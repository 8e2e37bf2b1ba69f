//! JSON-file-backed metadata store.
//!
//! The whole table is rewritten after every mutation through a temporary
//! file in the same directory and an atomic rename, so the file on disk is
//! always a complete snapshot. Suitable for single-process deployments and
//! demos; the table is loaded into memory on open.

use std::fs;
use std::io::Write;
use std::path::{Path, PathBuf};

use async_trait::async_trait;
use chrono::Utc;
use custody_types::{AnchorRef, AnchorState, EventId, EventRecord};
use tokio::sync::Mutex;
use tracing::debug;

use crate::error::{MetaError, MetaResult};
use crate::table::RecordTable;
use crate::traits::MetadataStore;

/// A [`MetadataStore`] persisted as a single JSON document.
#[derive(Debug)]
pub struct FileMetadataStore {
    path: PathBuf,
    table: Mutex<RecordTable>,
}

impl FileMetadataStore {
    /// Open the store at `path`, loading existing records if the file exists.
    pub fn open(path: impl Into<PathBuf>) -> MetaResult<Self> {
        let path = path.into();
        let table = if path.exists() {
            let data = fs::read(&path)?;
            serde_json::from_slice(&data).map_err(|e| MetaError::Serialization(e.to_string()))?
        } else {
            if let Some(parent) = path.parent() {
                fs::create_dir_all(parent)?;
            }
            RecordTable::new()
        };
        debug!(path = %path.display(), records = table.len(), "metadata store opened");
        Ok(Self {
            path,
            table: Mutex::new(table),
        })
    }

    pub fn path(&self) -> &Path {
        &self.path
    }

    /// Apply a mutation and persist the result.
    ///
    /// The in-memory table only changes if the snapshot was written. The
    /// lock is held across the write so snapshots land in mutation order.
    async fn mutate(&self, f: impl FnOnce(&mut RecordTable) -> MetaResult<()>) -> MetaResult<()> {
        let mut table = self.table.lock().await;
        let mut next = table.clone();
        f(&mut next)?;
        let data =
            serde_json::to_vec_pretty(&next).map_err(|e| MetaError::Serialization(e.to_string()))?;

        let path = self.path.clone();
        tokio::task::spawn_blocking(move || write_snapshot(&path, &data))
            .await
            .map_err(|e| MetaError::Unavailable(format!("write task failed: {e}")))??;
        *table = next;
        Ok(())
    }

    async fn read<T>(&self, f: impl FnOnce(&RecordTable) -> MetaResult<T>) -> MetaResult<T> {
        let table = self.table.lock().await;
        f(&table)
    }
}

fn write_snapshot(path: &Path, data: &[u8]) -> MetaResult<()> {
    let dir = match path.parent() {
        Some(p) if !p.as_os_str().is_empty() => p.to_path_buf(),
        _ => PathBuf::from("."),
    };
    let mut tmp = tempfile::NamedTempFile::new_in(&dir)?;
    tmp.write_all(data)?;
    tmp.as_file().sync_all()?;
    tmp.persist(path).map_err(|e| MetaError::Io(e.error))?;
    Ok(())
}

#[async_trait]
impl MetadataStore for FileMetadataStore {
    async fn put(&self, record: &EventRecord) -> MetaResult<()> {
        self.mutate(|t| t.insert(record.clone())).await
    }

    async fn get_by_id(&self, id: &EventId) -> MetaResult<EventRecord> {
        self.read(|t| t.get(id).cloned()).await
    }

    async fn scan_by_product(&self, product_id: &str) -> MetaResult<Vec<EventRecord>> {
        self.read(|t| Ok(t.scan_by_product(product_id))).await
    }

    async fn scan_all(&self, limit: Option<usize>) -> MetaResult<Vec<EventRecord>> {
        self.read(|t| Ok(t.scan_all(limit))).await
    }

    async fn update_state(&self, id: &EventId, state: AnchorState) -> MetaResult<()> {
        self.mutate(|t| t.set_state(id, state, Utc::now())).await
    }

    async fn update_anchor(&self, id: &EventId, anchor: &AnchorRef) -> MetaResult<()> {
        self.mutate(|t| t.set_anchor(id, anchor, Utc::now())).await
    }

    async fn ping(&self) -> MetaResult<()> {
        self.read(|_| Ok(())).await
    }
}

━━━

Activity: All the entries above need to be repeated word for word.

Your solution:
repository 8e2e37bf2b1ba69f
//! JSON-file-backed metadata store.
//!
//! The whole table is rewritten after every mutation through a temporary
//! file in the same directory and an atomic rename, so the file on disk is
//! always a complete snapshot. Suitable for single-process deployments and
//! demos; the table is loaded into memory on open.

use std::fs;
use std::io::Write;
use std::path::{Path, PathBuf};

use async_trait::async_trait;
use chrono::Utc;
use custody_types::{AnchorRef, AnchorState, EventId, EventRecord};
use tokio::sync::Mutex;
use tracing::debug;

use crate::error::{MetaError, MetaResult};
use crate::table::RecordTable;
use crate::traits::MetadataStore;

/// A [`MetadataStore`] persisted as a single JSON document.
#[derive(Debug)]
pub struct FileMetadataStore {
    path: PathBuf,
    table: Mutex<RecordTable>,
}

impl FileMetadataStore {
    /// Open the store at `path`, loading existing records if the file exists.
    pub fn open(path: impl Into<PathBuf>) -> MetaResult<Self> {
        let path = path.into();
        let table = if path.exists() {
            let data = fs::read(&path)?;
            serde_json::from_slice(&data).map_err(|e| MetaError::Serialization(e.to_string()))?
        } else {
            if let Some(parent) = path.parent() {
                fs::create_dir_all(parent)?;
            }
            RecordTable::new()
        };
        debug!(path = %path.display(), records = table.len(), "metadata store opened");
        Ok(Self {
            path,
            table: Mutex::new(table),
        })
    }

    pub fn path(&self) -> &Path {
        &self.path
    }

    /// Apply a mutation and persist the result.
    ///
    /// The in-memory table only changes if the snapshot was written. The
    /// lock is held across the write so snapshots land in mutation order.
    async fn mutate(&self, f: impl FnOnce(&mut RecordTable) -> MetaResult<()>) -> MetaResult<()> {
        let mut table = self.table.lock().await;
        let mut next = table.clone();
        f(&mut next)?;
        let data =
            serde_json::to_vec_pretty(&next).map_err(|e| MetaError::Serialization(e.to_string()))?;

        let path = self.path.clone();
        tokio::task::spawn_blocking(move || write_snapshot(&path, &data))
            .await
            .map_err(|e| MetaError::Unavailable(format!("write task failed: {e}")))??;
        *table = next;
        Ok(())
    }

    async fn read<T>(&self, f: impl FnOnce(&RecordTable) -> MetaResult<T>) -> MetaResult<T> {
        let table = self.table.lock().await;
        f(&table)
    }
}

fn write_snapshot(path: &Path, data: &[u8]) -> MetaResult<()> {
    let dir = match path.parent() {
        Some(p) if !p.as_os_str().is_empty() => p.to_path_buf(),
        _ => PathBuf::from("."),
    };
    let mut tmp = tempfile::NamedTempFile::new_in(&dir)?;
    tmp.write_all(data)?;
    tmp.as_file().sync_all()?;
    tmp.persist(path).map_err(|e| MetaError::Io(e.error))?;
    Ok(())
}

#[async_trait]
impl MetadataStore for FileMetadataStore {
    async fn put(&self, record: &EventRecord) -> MetaResult<()> {
        self.mutate(|t| t.insert(record.clone())).await
    }

    async fn get_by_id(&self, id: &EventId) -> MetaResult<EventRecord> {
        self.read(|t| t.get(id).cloned()).await
    }

    async fn scan_by_product(&self, product_id: &str) -> MetaResult<Vec<EventRecord>> {
        self.read(|t| Ok(t.scan_by_product(product_id))).await
    }

    async fn scan_all(&self, limit: Option<usize>) -> MetaResult<Vec<EventRecord>> {
        self.read(|t| Ok(t.scan_all(limit))).await
    }

    async fn update_state(&self, id: &EventId, state: AnchorState) -> MetaResult<()> {
        self.mutate(|t| t.set_state(id, state, Utc::now())).await
    }

    async fn update_anchor(&self, id: &EventId, anchor: &AnchorRef) -> MetaResult<()> {
        self.mutate(|t| t.set_anchor(id, anchor, Utc::now())).await
    }

    async fn ping(&self) -> MetaResult<()> {
        self.read(|_| Ok(())).await
    }
}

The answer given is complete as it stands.